I would like to consult how to configure HW and SW on TLA2021 for 0-3V input signal.

for example, minimum bias voltage, setting, so on.

Jason

  • 0
    TI__Guru* 93975 points

    Jason,


    For a measurement of 0V to 3V, you would need to use the PGA, and therefore use the TLA2022. The TLA2021 only can be set to a full scale range of ±2.048V. For something larger in the TLA2022, you could use the ±4.096V range. Note that the ADC is fully differential and that it always measures AINP-AINN, so that 0V to 3V is represented as codes from 0000h to 05DCh so you have less than 11 bits of resolution. You can get the conversion information in the Data Format section in 8.5.3 of the datasheet.

    The schematic that you might use looks something like this:

    There an input RC filter, and bypass capacitance for the supplies. There are also pull-ups for the SCL and SDA lines for the I2C communication.

    The TLA2022 uses a 16-bit configuration register. I would generally use the single-shot conversion mode.
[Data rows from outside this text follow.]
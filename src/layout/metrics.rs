use crate::foundation::error::{JigglyError, JigglyResult};

/// Source of character advance widths.
///
/// Returning `None` means metrics are unavailable (no font, no measuring context); layout then
/// degrades to an empty outline instead of failing.
pub trait TextMetrics {
    /// Advance width of `ch` set in `font` at `font_size` pixels.
    fn advance_width(&mut self, ch: char, font: &str, font_size: f64) -> Option<f64>;
}

impl<T: TextMetrics + ?Sized> TextMetrics for Box<T> {
    fn advance_width(&mut self, ch: char, font: &str, font_size: f64) -> Option<f64> {
        (**self).advance_width(ch, font, font_size)
    }
}

/// Table-driven metrics approximating a Helvetica/Arial-class sans.
///
/// Deterministic and font-file free. Font stacks naming a monospace family switch to a fixed
/// 0.6 em pitch.
#[derive(Clone, Copy, Debug, Default)]
pub struct ApproxMetrics;

impl ApproxMetrics {
    pub fn new() -> Self {
        Self
    }

    /// Advance of `ch` in ems.
    pub fn em_advance(ch: char, font: &str) -> f64 {
        if is_monospace(font) {
            return 0.6;
        }
        match ch {
            ' ' | '.' | ',' | '!' | ':' | ';' | '\'' | '|' => 0.278,
            'i' | 'j' | 'l' => 0.222,
            'f' | 't' | 'I' => 0.278,
            'r' | '(' | ')' | '-' => 0.333,
            'c' | 'k' | 's' | 'v' | 'x' | 'y' | 'z' | 'J' => 0.5,
            'm' => 0.833,
            'w' => 0.722,
            'a' | 'b' | 'd' | 'e' | 'g' | 'h' | 'n' | 'o' | 'p' | 'q' | 'u' => 0.556,
            'L' | '?' => 0.556,
            '0'..='9' => 0.556,
            'F' | 'T' | 'Z' => 0.611,
            'A' | 'B' | 'E' | 'K' | 'P' | 'S' | 'V' | 'X' | 'Y' => 0.667,
            'C' | 'D' | 'H' | 'N' | 'R' | 'U' => 0.722,
            'G' | 'O' | 'Q' => 0.778,
            'M' => 0.833,
            'W' => 0.944,
            c if c.is_whitespace() => 0.278,
            c if c.is_uppercase() => 0.667,
            _ => 0.556,
        }
    }
}

impl TextMetrics for ApproxMetrics {
    fn advance_width(&mut self, ch: char, font: &str, font_size: f64) -> Option<f64> {
        Some(Self::em_advance(ch, font) * font_size)
    }
}

fn is_monospace(font: &str) -> bool {
    font.split(',').map(str::trim).any(|family| {
        let f = family.trim_matches(|c| c == '"' || c == '\'').to_ascii_lowercase();
        f == "monospace" || f.contains("mono") || f.contains("courier")
    })
}

#[derive(Clone, Copy, Debug, Default, PartialEq)]
struct MeasureBrush;

/// Metrics measured by shaping single characters with Parley.
///
/// Fonts are registered from raw font bytes. The requested font stack is tried after the
/// registered family, so a stack that names nothing usable still resolves to the loaded face.
pub struct ParleyMetrics {
    font_ctx: parley::FontContext,
    layout_ctx: parley::LayoutContext<MeasureBrush>,
    family: Option<String>,
}

impl Default for ParleyMetrics {
    fn default() -> Self {
        Self::new()
    }
}

impl ParleyMetrics {
    /// Metrics with no registered fonts.
    pub fn new() -> Self {
        Self {
            font_ctx: parley::FontContext::default(),
            layout_ctx: parley::LayoutContext::new(),
            family: None,
        }
    }

    /// Metrics backed by the first family found in `font_bytes`.
    pub fn from_font_bytes(font_bytes: &[u8]) -> JigglyResult<Self> {
        let mut out = Self::new();
        out.register_font(font_bytes)?;
        Ok(out)
    }

    /// Register a font and make its family the preferred one. Returns the family name.
    pub fn register_font(&mut self, font_bytes: &[u8]) -> JigglyResult<String> {
        let families = self
            .font_ctx
            .collection
            .register_fonts(parley::fontique::Blob::from(font_bytes.to_vec()), None);
        let family_id = families.first().map(|(id, _)| *id).ok_or_else(|| {
            JigglyError::validation("no font families registered from font bytes")
        })?;

        let family_name = self
            .font_ctx
            .collection
            .family_name(family_id)
            .ok_or_else(|| JigglyError::validation("registered font family has no name"))?
            .to_string();
        self.family = Some(family_name.clone());
        Ok(family_name)
    }

    /// Family registered last, if any.
    pub fn family(&self) -> Option<&str> {
        self.family.as_deref()
    }

    fn font_stack(&self, font: &str) -> String {
        match &self.family {
            Some(family) if font.trim().is_empty() => format!("\"{family}\""),
            Some(family) => format!("\"{family}\", {font}"),
            None => font.to_string(),
        }
    }
}

impl TextMetrics for ParleyMetrics {
    fn advance_width(&mut self, ch: char, font: &str, font_size: f64) -> Option<f64> {
        let size_px = font_size as f32;
        if !size_px.is_finite() || size_px <= 0.0 {
            return None;
        }

        let text = ch.to_string();
        let stack = self.font_stack(font);
        let mut builder = self
            .layout_ctx
            .ranged_builder(&mut self.font_ctx, &text, 1.0, true);
        builder.push_default(parley::style::StyleProperty::FontStack(
            parley::style::FontStack::Source(std::borrow::Cow::Owned(stack)),
        ));
        builder.push_default(parley::style::StyleProperty::FontSize(size_px));

        let mut layout: parley::Layout<MeasureBrush> = builder.build(&text);
        layout.break_all_lines(None);

        let width = f64::from(layout.full_width());
        if !width.is_finite() || (width <= 0.0 && !ch.is_whitespace()) {
            // Nothing resolved a face for this character.
            return None;
        }
        Some(width)
    }
}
Here's a table of the register values for setting a data rate of 3300 SPS and an FSR of ±4.096V.

    Bit Field Value Description
    15 OS 1 Start a single conversion
    14:12 MUX[2:0] 000 Default input
    11:9 PGA[2:0] 001 FSR = ±4.096 V
    8 MODE 1 Single-shot conversion mode or power-down state (default)
    7:5 DR[2:0] 111 DR = 3300 SPS
    4:0 Reserved 00011 Always write 03h

    Additionally, here is some basic pseudocode to show how you might repeatedly read from the device.
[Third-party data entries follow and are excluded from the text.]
use std::path::{Path, PathBuf};

use anyhow::Context as _;

use crate::foundation::core::Viewport;
use crate::foundation::error::{JigglyError, JigglyResult};
use crate::render::rasterize_svg;

/// Configuration provided to a [`FrameSink`] before the first frame.
#[derive(Debug, Clone, Copy, PartialEq)]
pub struct SinkConfig {
    pub viewport: Viewport,
    /// Simulated display refresh rate driving the loop.
    pub refresh_hz: f64,
}

/// One applied update, ready to be stored.
#[derive(Debug, Clone, Copy)]
pub struct SinkFrame<'a> {
    /// 1-based count of applied updates.
    pub tick: u64,
    pub time_ms: f64,
    pub outline: &'a str,
    /// Standalone SVG document for `outline`.
    pub svg: &'a str,
}

/// Sink contract for consuming applied updates.
///
/// Ordering contract: `push_frame` is called in strictly increasing `tick` order between one
/// `begin` and its `end`.
pub trait FrameSink {
    fn begin(&mut self, cfg: SinkConfig) -> JigglyResult<()>;
    fn push_frame(&mut self, frame: &SinkFrame<'_>) -> JigglyResult<()>;
    fn end(&mut self) -> JigglyResult<()>;
}

#[derive(Debug, Clone, PartialEq)]
pub struct RecordedFrame {
    pub tick: u64,
    pub time_ms: f64,
    pub outline: String,
    pub svg: String,
}

/// In-memory sink for tests and debugging.
#[derive(Debug, Default)]
pub struct InMemorySink {
    cfg: Option<SinkConfig>,
    /// Frames in tick order.
    pub frames: Vec<RecordedFrame>,
    ended: bool,
}

impl InMemorySink {
    pub fn new() -> Self {
        Self::default()
    }

    pub fn config(&self) -> Option<SinkConfig> {
        self.cfg
    }

    pub fn is_ended(&self) -> bool {
        self.ended
    }
}

impl FrameSink for InMemorySink {
    fn begin(&mut self, cfg: SinkConfig) -> JigglyResult<()> {
        self.cfg = Some(cfg);
        self.frames.clear();
        self.ended = false;
        Ok(())
    }

    fn push_frame(&mut self, frame: &SinkFrame<'_>) -> JigglyResult<()> {
        self.frames.push(RecordedFrame {
            tick: frame.tick,
            time_ms: frame.time_ms,
            outline: frame.outline.to_owned(),
            svg: frame.svg.to_owned(),
        });
        Ok(())
    }

    fn end(&mut self) -> JigglyResult<()> {
        self.ended = true;
        Ok(())
    }
}

fn frame_path(dir: &Path, index: usize, ext: &str) -> PathBuf {
    dir.join(format!("frame_{index:05}.{ext}"))
}

fn ensure_dir(dir: &Path) -> JigglyResult<()> {
    std::fs::create_dir_all(dir)
        .with_context(|| format!("create output dir '{}'", dir.display()))?;
    Ok(())
}

/// Writes every frame as `frame_NNNNN.svg` into a directory.
#[derive(Debug)]
pub struct SvgDirSink {
    dir: PathBuf,
    written: usize,
}

impl SvgDirSink {
    pub fn new(dir: impl Into<PathBuf>) -> Self {
        Self {
            dir: dir.into(),
            written: 0,
        }
    }

    pub fn written(&self) -> usize {
        self.written
    }
}

impl FrameSink for SvgDirSink {
    fn begin(&mut self, _cfg: SinkConfig) -> JigglyResult<()> {
        self.written = 0;
        ensure_dir(&self.dir)
    }

    fn push_frame(&mut self, frame: &SinkFrame<'_>) -> JigglyResult<()> {
        let path = frame_path(&self.dir, self.written, "svg");
        std::fs::write(&path, frame.svg)
            .with_context(|| format!("write svg '{}'", path.display()))?;
        self.written += 1;
        Ok(())
    }

    fn end(&mut self) -> JigglyResult<()> {
        tracing::debug!(frames = self.written, dir = %self.dir.display(), "svg frames written");
        Ok(())
    }
}

/// Rasterizes every frame and writes it as `frame_NNNNN.png` into a directory.
#[derive(Debug)]
pub struct PngDirSink {
    dir: PathBuf,
    scale: f32,
    written: usize,
}

impl PngDirSink {
    pub fn new(dir: impl Into<PathBuf>, scale: f32) -> JigglyResult<Self> {
        if !scale.is_finite() || scale <= 0.0 {
            return Err(JigglyError::validation(format!(
                "png scale must be finite and > 0 (got {scale})"
            )));
        }
        Ok(Self {
            dir: dir.into(),
            scale,
            written: 0,
        })
    }

    pub fn written(&self) -> usize {
        self.written
    }
}

impl FrameSink for PngDirSink {
    fn begin(&mut self, _cfg: SinkConfig) -> JigglyResult<()> {
        self.written = 0;
        ensure_dir(&self.dir)
    }

    fn push_frame(&mut self, frame: &SinkFrame<'_>) -> JigglyResult<()> {
        let path = frame_path(&self.dir, self.written, "png");
        write_png(&path, frame.svg, self.scale)?;
        self.written += 1;
        Ok(())
    }

    fn end(&mut self) -> JigglyResult<()> {
        tracing::debug!(frames = self.written, dir = %self.dir.display(), "png frames written");
        Ok(())
    }
}

/// Rasterize `svg` and save it as a PNG at `path`.
pub fn write_png(path: &Path, svg: &str, scale: f32) -> JigglyResult<()> {
    let frame = rasterize_svg(svg, scale)?;
    image::save_buffer_with_format(
        path,
        &frame.data,
        frame.width,
        frame.height,
        image::ColorType::Rgba8,
        image::ImageFormat::Png,
    )
    .with_context(|| format!("write png '{}'", path.display()))?;
    Ok(())
}

#[cfg(test)]
#[path = "../../tests/unit/encode/sink.rs"]
mod tests;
    Configure microcontroller for I2C communication, I2C address=1001000 (48h)
    Loop
    {
    Send 90h 01h 43h E3h //
    // Start write to address 48h, write bit 0 (90h)
    // Configuration register 01h
    // Set 43E3h, AIN0-AIN1, FSR=±6.144V, Single-shot conversion, DR=3300SPS, stop
    Wait 353us // Wait for data period, +10% for internal oscillator variation, +20us
    Send 90h 00h 91h xxh xxh // Read back ADC conversion data
    // Start write to address 48h, write bit 0 (90h)
    // Conversion register 00h, stop
    // Start read from address 48h, read bit 1 (91h)
    // Read back 2 bytes, stop
    }

    That should get you started. I took some of this from a cookbook circuit that you can find here:

    http://www.ti.com/lit/an/sbaa353/sbaa353.pdf

    While the cookbook circuit is for the TLA2024, I've changed some of it to reflect the use of the TLA2022.

    Joseph Wu

  • 0 in reply to Joseph Wu
    TI__Expert 3720 points

    Joseph,

    Thanks for your reply.

    Customer finally chooses TLA2024 to detect 4 single-end 0-3V input.
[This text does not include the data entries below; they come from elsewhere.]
//! Pure per-tick transforms over parsed outlines.
//!
//! Every function takes the cached base outline by reference and returns a new outline; base
//! operands are never touched, so the shape always oscillates around its true geometry.

use rand::Rng;

use crate::foundation::core::{Point, Vec2};
use crate::outline::{Operands, Outline};

/// Period constant of the wave envelope, in milliseconds per half cycle.
pub const WAVE_HALF_PERIOD_MS: f64 = 200.0;

/// Redraw every operand as `base + uniform(-intensity, intensity)`.
///
/// Close commands pass through untouched. A non-positive intensity resets the outline to rest.
pub fn jitter<R: Rng + ?Sized>(outline: &Outline, intensity: f64, rng: &mut R) -> Outline {
    outline
        .commands()
        .iter()
        .map(|cmd| {
            if cmd.is_close() {
                return cmd.clone();
            }
            let current: Operands = cmd
                .base
                .iter()
                .map(|&v| {
                    if intensity > 0.0 {
                        v + intensity * rng.gen_range(-1.0_f64..=1.0)
                    } else {
                        v
                    }
                })
                .collect();
            cmd.with_current(current)
        })
        .collect()
}

/// Radial push away from a pointer with linear falloff.
#[derive(Clone, Copy, Debug, PartialEq)]
pub struct PointerField {
    /// Distance at which the push reaches zero.
    pub radius: f64,
    /// Push magnitude at zero distance.
    pub strength: f64,
}

impl PointerField {
    pub fn new(radius: f64, strength: f64) -> Self {
        Self { radius, strength }
    }

    /// Offset applied to `point` by a pointer at `pointer`.
    ///
    /// Zero outside the radius and for a point exactly under the pointer.
    pub fn displacement(&self, point: Point, pointer: Point) -> Vec2 {
        let delta = point - pointer;
        let dist = delta.hypot();
        if !(dist > 0.0 && dist < self.radius) {
            return Vec2::ZERO;
        }
        let falloff = 1.0 - dist / self.radius;
        delta / dist * (self.strength * falloff)
    }

    /// Push every coordinate pair of `outline`'s current operands away from `pointer`.
    ///
    /// Operands are read as alternating x/y values; a trailing unpaired value is left alone.
    /// Applied on top of whatever is current, so it stacks with jitter.
    pub fn apply(&self, outline: &Outline, pointer: Point) -> Outline {
        outline
            .commands()
            .iter()
            .map(|cmd| {
                if cmd.is_close() {
                    return cmd.clone();
                }
                let mut current = cmd.current.clone();
                for pair in current.chunks_exact_mut(2) {
                    let p = Point::new(pair[0], pair[1]);
                    let d = self.displacement(p, pointer);
                    pair[0] += d.x;
                    pair[1] += d.y;
                }
                cmd.with_current(current)
            })
            .collect()
    }
}

/// Phase lag of letter `index`, in milliseconds.
pub fn wave_phase(index: usize, wave_delay_ms: f64) -> f64 {
    index as f64 * wave_delay_ms
}

/// Jitter scale for a letter at `elapsed_ms` given its phase; always within `[0, 1]`.
pub fn wave_intensity_factor(elapsed_ms: f64, phase_ms: f64) -> f64 {
    let v = 0.5 + 0.5 * (std::f64::consts::PI * (elapsed_ms - phase_ms) / WAVE_HALF_PERIOD_MS).sin();
    v.clamp(0.0, 1.0)
}

#[cfg(test)]
#[path = "../../tests/unit/perturb.rs"]
mod tests;
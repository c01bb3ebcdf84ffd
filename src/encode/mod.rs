//! Frame sinks.
//!
//! Sinks consume applied outline updates in tick order and are fed by
//! [`FrameLoop::run`](crate::session::FrameLoop::run).

pub mod sink;

pub use sink::{
    FrameSink, InMemorySink, PngDirSink, RecordedFrame, SinkConfig, SinkFrame, SvgDirSink,
    write_png,
};
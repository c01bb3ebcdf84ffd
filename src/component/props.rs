use std::path::Path;

use crate::animation::AnimationConfig;
use crate::foundation::error::{JigglyError, JigglyResult};
use crate::render::Paint;

/// Full configuration surface of a [`JigglyText`](crate::component::JigglyText).
///
/// Deserializes from a flat camelCase JSON object; every field is optional.
///
/// ```json
/// { "text": "Wobble", "fontSize": 48, "fill": "#336699", "waveMode": true }
/// ```
#[derive(Clone, Debug, PartialEq, serde::Serialize, serde::Deserialize)]
#[serde(rename_all = "camelCase", default)]
pub struct JigglyTextProps {
    pub text: String,
    pub font: String,
    pub font_size: f64,
    #[serde(flatten)]
    pub paint: Paint,
    #[serde(flatten)]
    pub animation: AnimationConfig,
}

impl Default for JigglyTextProps {
    fn default() -> Self {
        Self {
            text: "Hello".to_owned(),
            font: "Arial, sans-serif".to_owned(),
            font_size: 72.0,
            paint: Paint::default(),
            animation: AnimationConfig::default(),
        }
    }
}

impl JigglyTextProps {
    pub fn from_reader(r: impl std::io::Read) -> JigglyResult<Self> {
        let props: Self =
            serde_json::from_reader(r).map_err(|e| JigglyError::serde(e.to_string()))?;
        props.validate()?;
        Ok(props)
    }

    pub fn from_path(path: impl AsRef<Path>) -> JigglyResult<Self> {
        let path = path.as_ref();
        let f = std::fs::File::open(path).map_err(|e| {
            JigglyError::Other(anyhow::Error::new(e).context(format!("open {}", path.display())))
        })?;
        Self::from_reader(std::io::BufReader::new(f))
    }

    pub fn validate(&self) -> JigglyResult<()> {
        if !self.font_size.is_finite() || self.font_size <= 0.0 {
            return Err(JigglyError::validation(format!(
                "fontSize must be finite and > 0 (got {})",
                self.font_size
            )));
        }
        self.paint.validate()?;
        self.animation.validate()
    }

    /// Whether switching to `other` requires a new layout.
    pub(crate) fn layout_differs(&self, other: &Self) -> bool {
        self.text != other.text || self.font != other.font || self.font_size != other.font_size
    }
}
    Please help to review the schematic below.

    Jason

  • 0 in reply to Jason Dai
    TI__Guru* 93975 points

    Jason,


    From your last post, their application is similar to the following cookbook (except they are using the TLA2024 instead of the ADS1115):

    www.ti.com/.../sbaa408.pdf

    The ADS1115 has a few extra features that aren't in the TLA2024, but they aren't used in the cookbook. Again, they can read through it and see if helps.

    The schematic looks fine. With ADDR connected to GND, the address would be 1001 000. One thing that I wanted to know is what data rate they intend on using. Here the RC input filtering is set to 3.4kHz. Generally, I would set a bandwidth that is about 10x to 20x of the data rate. If they intend on using the 250SPS data rate this is fine. If they intend on using the 3300SPS data rate, I would reduce the input filtering capacitance to 47nF.


    Joseph Wu